### Exercise instructions
Scan the data below and state how many of its lines contain the word "crate", giving only the figure.

### Data records

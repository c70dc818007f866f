#![allow(dead_code)]

use anyhow::{Result, anyhow};
use graphlink::{
    ClientFactory, ConnectionConfig, ConnectionOptions, ConnectionSet, OptionValue, SdkSource,
};
use std::path::{Path, PathBuf};
use std::process::Command;
use std::sync::atomic::{AtomicUsize, Ordering};
use std::sync::{Arc, Mutex, OnceLock};

/// Client produced by [`RecordingFactory`]
#[derive(Debug, PartialEq)]
pub struct TestClient {
    pub serial: usize,
    pub options: ConnectionOptions,
}

/// Factory that records every construction. Clones share their records.
#[derive(Clone, Default)]
pub struct RecordingFactory {
    state: Arc<Records>,
}

#[derive(Default)]
struct Records {
    constructed: AtomicUsize,
    seen: Mutex<Vec<ConnectionOptions>>,
}

impl RecordingFactory {
    pub fn new() -> Self {
        Self::default()
    }

    pub fn constructed(&self) -> usize {
        self.state.constructed.load(Ordering::SeqCst)
    }

    pub fn seen(&self) -> Vec<ConnectionOptions> {
        self.state.seen.lock().unwrap().clone()
    }
}

impl ClientFactory for RecordingFactory {
    type Client = TestClient;

    fn construct(&self, options: &ConnectionOptions) -> Result<TestClient> {
        if let Some(OptionValue::String(secret)) = options.get("secret") {
            if secret == "reject" {
                return Err(anyhow!("Invalid OAuth access token"));
            }
        }

        let serial = self.state.constructed.fetch_add(1, Ordering::SeqCst);
        self.state.seen.lock().unwrap().push(options.clone());
        Ok(TestClient {
            serial,
            options: options.clone(),
        })
    }
}

/// SDK source handing out a shared [`RecordingFactory`] and counting loads
pub struct RecordingSource {
    pub factory: RecordingFactory,
    pub loads: Arc<AtomicUsize>,
}

pub const ENTRY_FILE: &str = "sdk.entry";

impl SdkSource for RecordingSource {
    type Factory = RecordingFactory;

    fn entry_file(&self) -> PathBuf {
        PathBuf::from(ENTRY_FILE)
    }

    fn load(&self, _entry: &Path) -> Result<RecordingFactory> {
        self.loads.fetch_add(1, Ordering::SeqCst);
        Ok(self.factory.clone())
    }
}

/// A temporary SDK directory containing the entry file
pub fn sdk_dir() -> tempfile::TempDir {
    let dir = tempfile::tempdir().unwrap();
    std::fs::write(dir.path().join(ENTRY_FILE), b"sdk").unwrap();
    dir
}

pub fn options(pairs: &[(&str, &str)]) -> ConnectionOptions {
    pairs
        .iter()
        .map(|(name, value)| (name.to_string(), OptionValue::from(*value)))
        .collect()
}

pub fn connections(entries: &[(&str, ConnectionOptions)]) -> ConnectionSet {
    entries
        .iter()
        .map(|(key, options)| (key.to_string(), ConnectionConfig::new(options.clone())))
        .collect()
}

/// Build the fixture SDK library once per test binary and return the directory holding it
pub fn sdk_fixture_dir() -> &'static Path {
    static FIXTURE_DIR: OnceLock<PathBuf> = OnceLock::new();

    FIXTURE_DIR.get_or_init(|| {
        let root = Path::new(env!("CARGO_MANIFEST_DIR"));
        let manifest = root.join("tests/fixtures/graph-sdk/Cargo.toml");
        let target_dir = root.join("target/graph-sdk-fixture");

        let output = Command::new(env!("CARGO"))
            .arg("build")
            .arg("--manifest-path")
            .arg(&manifest)
            .arg("--target-dir")
            .arg(&target_dir)
            .env("CARGO_NET_OFFLINE", "true")
            .output()
            .expect("run cargo build for the SDK fixture");
        assert!(
            output.status.success(),
            "SDK fixture build failed:\nstdout:\n{}\nstderr:\n{}",
            String::from_utf8_lossy(&output.stdout),
            String::from_utf8_lossy(&output.stderr)
        );

        let dir = target_dir.join("debug");
        assert!(
            dir.join(libloading::library_filename("graph_sdk")).is_file(),
            "SDK fixture library missing in {}",
            dir.display()
        );
        dir
    })
}
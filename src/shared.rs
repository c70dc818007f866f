//! Process-wide registry instance
//!
//! Hosts that want a single global access point initialize it once at startup and
//! fetch it anywhere afterwards. Registries created directly are unaffected.

use crate::config::RegistryConfig;
use crate::error::RegistryError;
use crate::registry::DylibRegistry;
use std::sync::OnceLock;
use tracing::info;

/// Global shared instance of the client registry
static SHARED_REGISTRY: OnceLock<DylibRegistry> = OnceLock::new();

/// Get the global shared client registry
pub fn get_shared_registry() -> Result<&'static DylibRegistry, RegistryError> {
    SHARED_REGISTRY
        .get()
        .ok_or(RegistryError::SharedNotInitialized)
}

/// Build, initialize and publish the shared registry.
///
/// The SDK is loaded before the registry is published, so a load failure leaves the
/// shared registry uninitialized. Once published, later calls fail without loading.
pub fn initialize_shared_registry_with_config(config: RegistryConfig) -> Result<(), RegistryError> {
    if SHARED_REGISTRY.get().is_some() {
        return Err(RegistryError::SharedAlreadyInitialized);
    }

    info!(
        "Initializing shared client registry with {} connection(s)",
        config.connections.len()
    );

    let registry = DylibRegistry::from_config(config);
    registry.initialize()?;

    SHARED_REGISTRY
        .set(registry)
        .map_err(|_| RegistryError::SharedAlreadyInitialized)?;

    info!("Shared client registry initialized successfully");
    Ok(())
}

/// Initialize the shared registry from a JSON configuration file
pub fn initialize_shared_registry(
    config_path: impl AsRef<std::path::Path>,
) -> Result<(), RegistryError> {
    initialize_shared_registry_with_config(RegistryConfig::from_path(config_path)?)
}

### Result
3